-- Assigned task --
Records follow. Pull out every line that contains "wrappers".

-- Collected data entries --
________________________________________

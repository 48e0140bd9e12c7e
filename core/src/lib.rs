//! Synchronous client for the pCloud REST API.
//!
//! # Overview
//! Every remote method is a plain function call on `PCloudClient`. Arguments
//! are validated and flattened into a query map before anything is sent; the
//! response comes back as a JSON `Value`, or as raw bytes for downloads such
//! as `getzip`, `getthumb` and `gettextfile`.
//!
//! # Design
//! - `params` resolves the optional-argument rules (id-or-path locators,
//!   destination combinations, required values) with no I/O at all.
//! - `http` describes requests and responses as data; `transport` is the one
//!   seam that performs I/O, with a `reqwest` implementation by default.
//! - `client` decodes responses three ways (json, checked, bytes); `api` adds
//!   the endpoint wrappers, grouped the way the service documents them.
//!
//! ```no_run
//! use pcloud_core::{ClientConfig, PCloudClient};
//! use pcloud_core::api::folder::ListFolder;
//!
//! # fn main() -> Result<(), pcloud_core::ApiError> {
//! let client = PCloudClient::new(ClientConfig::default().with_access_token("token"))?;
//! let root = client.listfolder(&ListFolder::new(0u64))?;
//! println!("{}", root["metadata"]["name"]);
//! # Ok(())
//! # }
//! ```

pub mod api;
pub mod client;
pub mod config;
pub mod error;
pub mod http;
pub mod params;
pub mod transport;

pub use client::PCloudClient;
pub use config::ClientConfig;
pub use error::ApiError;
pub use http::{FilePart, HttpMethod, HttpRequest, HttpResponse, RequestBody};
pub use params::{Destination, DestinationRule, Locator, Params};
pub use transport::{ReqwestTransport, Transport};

________________________________________

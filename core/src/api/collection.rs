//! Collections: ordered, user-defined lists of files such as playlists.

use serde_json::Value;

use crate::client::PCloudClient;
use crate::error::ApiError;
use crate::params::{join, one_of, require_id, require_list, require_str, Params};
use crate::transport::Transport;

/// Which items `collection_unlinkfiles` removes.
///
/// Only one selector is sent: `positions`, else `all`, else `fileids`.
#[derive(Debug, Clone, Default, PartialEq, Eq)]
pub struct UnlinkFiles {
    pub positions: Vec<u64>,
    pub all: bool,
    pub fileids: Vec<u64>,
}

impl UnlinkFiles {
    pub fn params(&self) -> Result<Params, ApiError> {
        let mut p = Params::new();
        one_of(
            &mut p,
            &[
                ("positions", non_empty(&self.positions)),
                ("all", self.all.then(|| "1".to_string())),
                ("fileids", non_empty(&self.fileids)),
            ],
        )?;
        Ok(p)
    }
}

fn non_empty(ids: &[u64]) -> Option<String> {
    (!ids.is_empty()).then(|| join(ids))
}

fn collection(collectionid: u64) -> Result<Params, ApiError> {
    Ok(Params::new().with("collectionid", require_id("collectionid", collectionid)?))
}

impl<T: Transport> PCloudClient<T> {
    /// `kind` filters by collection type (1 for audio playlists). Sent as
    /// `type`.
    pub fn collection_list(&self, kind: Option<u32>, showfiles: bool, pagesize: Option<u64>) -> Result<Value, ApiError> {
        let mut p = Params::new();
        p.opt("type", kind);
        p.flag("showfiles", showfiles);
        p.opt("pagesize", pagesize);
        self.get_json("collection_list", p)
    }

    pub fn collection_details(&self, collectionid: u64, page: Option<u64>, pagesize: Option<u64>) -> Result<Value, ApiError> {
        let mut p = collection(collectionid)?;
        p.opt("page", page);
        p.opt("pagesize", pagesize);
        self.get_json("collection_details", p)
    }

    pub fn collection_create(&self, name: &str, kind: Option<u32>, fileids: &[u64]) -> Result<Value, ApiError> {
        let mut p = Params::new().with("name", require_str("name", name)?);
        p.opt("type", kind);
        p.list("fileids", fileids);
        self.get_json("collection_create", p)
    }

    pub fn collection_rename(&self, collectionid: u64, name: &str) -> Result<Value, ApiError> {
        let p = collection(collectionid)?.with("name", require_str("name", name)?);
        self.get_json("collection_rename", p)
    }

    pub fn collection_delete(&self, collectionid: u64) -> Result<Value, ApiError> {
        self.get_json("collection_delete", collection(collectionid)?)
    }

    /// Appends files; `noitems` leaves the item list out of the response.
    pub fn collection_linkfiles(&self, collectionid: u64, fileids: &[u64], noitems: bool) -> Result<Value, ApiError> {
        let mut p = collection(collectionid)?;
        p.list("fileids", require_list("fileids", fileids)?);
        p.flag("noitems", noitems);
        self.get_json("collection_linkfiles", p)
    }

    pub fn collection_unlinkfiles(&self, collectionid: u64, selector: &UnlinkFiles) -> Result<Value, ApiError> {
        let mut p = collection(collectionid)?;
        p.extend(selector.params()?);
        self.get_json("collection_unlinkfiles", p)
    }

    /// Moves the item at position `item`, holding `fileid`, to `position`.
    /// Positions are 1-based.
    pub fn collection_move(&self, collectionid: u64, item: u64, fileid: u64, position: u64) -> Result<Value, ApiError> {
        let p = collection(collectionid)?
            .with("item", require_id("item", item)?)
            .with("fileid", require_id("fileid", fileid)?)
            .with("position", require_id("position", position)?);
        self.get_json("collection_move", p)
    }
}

________________________________________

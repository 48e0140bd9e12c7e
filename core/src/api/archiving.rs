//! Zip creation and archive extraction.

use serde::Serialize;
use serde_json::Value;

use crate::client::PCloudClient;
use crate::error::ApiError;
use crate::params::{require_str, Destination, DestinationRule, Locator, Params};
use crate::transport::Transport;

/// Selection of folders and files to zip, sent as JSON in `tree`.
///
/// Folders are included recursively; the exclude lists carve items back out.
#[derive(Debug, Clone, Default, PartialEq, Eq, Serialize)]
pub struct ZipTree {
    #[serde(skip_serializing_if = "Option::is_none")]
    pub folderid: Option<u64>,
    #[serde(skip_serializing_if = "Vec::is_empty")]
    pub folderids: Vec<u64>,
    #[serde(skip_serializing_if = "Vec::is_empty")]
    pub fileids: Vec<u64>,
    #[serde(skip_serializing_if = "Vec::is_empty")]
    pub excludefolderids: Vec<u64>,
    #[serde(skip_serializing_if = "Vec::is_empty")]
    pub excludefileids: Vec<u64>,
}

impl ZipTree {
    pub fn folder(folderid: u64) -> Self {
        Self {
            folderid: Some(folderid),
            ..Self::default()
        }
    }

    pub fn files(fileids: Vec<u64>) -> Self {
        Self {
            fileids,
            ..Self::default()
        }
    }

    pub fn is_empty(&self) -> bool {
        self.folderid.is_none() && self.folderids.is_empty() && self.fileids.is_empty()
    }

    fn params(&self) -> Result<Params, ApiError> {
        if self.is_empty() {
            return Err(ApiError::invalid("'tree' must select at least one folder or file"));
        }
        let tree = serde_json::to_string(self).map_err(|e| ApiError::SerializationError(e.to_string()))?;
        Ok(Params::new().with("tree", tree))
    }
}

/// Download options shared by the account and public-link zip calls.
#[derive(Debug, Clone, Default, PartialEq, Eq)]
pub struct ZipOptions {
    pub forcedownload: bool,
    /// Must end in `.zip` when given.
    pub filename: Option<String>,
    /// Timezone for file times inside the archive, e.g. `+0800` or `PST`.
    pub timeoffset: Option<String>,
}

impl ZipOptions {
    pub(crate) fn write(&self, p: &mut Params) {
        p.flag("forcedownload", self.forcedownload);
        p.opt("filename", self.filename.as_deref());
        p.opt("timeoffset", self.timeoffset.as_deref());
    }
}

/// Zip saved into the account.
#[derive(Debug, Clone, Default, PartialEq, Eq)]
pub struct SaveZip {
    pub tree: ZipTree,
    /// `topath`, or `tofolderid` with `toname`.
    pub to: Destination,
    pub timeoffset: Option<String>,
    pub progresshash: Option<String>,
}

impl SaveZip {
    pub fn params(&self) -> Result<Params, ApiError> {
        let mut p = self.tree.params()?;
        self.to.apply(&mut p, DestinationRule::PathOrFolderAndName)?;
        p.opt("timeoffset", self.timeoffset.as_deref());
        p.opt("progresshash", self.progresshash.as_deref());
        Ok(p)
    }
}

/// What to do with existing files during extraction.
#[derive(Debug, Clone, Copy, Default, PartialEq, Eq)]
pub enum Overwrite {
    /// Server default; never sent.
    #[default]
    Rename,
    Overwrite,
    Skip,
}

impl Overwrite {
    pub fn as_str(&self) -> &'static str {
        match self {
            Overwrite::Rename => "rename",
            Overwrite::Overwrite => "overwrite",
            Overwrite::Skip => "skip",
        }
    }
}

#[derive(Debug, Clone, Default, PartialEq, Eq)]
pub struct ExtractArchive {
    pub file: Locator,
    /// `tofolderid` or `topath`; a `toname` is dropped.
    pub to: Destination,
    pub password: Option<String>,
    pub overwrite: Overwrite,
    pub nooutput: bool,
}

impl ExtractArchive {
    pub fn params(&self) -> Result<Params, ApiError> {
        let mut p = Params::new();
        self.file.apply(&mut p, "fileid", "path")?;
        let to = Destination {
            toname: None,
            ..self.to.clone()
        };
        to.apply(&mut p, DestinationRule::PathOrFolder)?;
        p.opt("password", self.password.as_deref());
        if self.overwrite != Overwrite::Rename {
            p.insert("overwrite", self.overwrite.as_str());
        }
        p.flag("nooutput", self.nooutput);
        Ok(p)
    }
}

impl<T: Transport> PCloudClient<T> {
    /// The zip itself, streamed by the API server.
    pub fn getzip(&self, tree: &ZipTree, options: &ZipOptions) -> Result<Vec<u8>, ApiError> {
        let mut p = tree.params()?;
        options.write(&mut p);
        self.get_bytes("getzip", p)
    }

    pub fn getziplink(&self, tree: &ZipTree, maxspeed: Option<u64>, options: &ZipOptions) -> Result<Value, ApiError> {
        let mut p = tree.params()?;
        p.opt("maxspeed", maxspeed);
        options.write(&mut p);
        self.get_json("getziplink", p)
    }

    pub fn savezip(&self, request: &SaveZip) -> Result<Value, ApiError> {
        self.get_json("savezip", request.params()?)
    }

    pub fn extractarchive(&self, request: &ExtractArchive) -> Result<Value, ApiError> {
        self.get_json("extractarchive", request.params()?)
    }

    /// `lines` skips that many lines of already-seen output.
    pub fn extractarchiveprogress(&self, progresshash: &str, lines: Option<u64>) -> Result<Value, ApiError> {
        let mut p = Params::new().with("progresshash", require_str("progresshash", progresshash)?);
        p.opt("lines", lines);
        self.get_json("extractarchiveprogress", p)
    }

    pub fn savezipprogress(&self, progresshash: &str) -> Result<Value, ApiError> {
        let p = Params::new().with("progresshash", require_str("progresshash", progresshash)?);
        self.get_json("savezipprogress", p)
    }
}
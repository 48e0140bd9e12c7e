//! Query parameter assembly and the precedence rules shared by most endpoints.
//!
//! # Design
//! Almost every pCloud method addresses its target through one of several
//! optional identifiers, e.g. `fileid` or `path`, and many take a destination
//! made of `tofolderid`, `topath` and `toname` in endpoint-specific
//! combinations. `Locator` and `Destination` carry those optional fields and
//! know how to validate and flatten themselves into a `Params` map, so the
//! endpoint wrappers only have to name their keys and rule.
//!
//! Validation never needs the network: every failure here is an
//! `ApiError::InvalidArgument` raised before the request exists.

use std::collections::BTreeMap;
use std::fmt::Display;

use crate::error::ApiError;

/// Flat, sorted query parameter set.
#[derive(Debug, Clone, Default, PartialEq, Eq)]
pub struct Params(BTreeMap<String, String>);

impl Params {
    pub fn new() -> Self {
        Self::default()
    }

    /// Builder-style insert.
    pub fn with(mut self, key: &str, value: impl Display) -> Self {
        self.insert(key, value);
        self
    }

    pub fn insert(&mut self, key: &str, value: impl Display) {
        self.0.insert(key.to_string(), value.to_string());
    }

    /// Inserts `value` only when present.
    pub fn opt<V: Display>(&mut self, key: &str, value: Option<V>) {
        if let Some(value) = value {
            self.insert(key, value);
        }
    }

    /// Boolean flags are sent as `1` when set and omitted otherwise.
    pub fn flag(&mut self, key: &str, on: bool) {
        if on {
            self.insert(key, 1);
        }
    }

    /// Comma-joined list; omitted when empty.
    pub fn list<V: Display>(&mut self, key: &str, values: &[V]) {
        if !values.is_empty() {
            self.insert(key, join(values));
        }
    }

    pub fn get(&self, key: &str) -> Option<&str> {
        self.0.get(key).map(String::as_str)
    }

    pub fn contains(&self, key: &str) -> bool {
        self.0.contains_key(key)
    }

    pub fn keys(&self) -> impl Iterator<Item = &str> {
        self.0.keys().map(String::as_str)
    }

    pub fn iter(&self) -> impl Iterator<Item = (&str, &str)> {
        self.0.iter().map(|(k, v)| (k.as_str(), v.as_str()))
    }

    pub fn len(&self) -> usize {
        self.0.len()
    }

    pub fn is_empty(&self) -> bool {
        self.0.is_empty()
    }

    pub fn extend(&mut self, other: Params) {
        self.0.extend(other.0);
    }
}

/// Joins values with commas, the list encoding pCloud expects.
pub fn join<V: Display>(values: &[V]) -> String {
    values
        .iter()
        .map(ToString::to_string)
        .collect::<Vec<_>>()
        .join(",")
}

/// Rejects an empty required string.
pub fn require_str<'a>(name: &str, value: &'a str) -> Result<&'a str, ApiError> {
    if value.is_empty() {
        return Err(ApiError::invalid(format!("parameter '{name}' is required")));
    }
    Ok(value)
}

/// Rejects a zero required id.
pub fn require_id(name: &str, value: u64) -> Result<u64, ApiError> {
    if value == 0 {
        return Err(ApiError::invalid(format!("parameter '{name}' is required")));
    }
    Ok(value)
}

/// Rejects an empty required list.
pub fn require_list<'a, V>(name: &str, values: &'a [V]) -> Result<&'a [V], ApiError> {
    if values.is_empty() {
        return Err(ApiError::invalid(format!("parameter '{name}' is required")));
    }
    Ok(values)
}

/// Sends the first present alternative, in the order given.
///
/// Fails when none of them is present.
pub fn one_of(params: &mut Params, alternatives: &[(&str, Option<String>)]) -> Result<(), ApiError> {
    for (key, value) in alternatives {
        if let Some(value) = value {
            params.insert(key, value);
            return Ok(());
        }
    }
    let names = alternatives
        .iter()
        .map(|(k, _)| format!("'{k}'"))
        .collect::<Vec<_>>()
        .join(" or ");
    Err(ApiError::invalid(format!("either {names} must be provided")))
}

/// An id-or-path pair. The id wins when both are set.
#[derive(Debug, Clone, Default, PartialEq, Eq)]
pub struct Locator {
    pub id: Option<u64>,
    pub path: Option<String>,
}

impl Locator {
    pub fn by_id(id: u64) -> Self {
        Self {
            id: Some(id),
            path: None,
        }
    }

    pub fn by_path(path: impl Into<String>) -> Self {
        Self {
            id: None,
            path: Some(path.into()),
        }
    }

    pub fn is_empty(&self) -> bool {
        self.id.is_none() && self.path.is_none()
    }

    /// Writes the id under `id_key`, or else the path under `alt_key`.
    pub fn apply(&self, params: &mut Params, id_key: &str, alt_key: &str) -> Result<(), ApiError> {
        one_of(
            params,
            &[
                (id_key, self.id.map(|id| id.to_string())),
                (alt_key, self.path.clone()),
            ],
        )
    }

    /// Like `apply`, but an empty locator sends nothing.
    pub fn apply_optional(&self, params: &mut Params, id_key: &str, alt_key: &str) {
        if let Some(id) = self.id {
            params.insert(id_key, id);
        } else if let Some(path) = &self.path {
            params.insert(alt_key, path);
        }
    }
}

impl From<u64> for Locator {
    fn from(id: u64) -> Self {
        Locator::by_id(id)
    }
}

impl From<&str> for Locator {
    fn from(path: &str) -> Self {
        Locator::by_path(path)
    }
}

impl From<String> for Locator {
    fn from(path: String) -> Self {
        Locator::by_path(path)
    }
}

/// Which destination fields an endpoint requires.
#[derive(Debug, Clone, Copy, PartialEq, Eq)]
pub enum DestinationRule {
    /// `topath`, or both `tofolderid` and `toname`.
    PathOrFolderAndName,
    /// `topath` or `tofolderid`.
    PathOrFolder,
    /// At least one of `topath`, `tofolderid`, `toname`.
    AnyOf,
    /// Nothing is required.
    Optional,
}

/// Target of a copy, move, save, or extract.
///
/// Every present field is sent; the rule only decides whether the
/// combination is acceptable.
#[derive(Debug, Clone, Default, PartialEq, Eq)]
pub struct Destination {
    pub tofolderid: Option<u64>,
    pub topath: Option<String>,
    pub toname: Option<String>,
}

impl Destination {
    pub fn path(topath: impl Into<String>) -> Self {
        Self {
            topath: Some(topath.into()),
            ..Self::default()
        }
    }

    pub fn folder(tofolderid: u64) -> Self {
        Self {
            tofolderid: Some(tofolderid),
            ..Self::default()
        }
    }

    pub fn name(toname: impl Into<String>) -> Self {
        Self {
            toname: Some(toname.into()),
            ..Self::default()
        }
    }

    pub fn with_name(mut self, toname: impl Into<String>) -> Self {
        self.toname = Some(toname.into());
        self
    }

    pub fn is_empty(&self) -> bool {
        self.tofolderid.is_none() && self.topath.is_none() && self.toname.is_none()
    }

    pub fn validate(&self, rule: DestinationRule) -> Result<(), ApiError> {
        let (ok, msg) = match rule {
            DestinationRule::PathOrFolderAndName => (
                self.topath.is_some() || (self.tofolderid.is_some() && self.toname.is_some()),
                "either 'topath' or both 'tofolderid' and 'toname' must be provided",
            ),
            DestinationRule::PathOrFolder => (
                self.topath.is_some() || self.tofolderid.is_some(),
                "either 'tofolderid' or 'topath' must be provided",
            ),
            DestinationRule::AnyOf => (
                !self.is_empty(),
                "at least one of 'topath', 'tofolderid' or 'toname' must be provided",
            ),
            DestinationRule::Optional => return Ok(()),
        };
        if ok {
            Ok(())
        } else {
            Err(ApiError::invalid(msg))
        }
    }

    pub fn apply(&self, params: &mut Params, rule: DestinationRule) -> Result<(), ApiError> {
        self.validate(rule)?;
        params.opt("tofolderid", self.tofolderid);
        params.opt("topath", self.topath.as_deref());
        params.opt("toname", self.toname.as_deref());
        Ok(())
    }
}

________________________________________

-- Result of the exercise --
//!   the endpoint wrappers, grouped the way the service documents them.
//! endpoint wrappers only have to name their keys and rule.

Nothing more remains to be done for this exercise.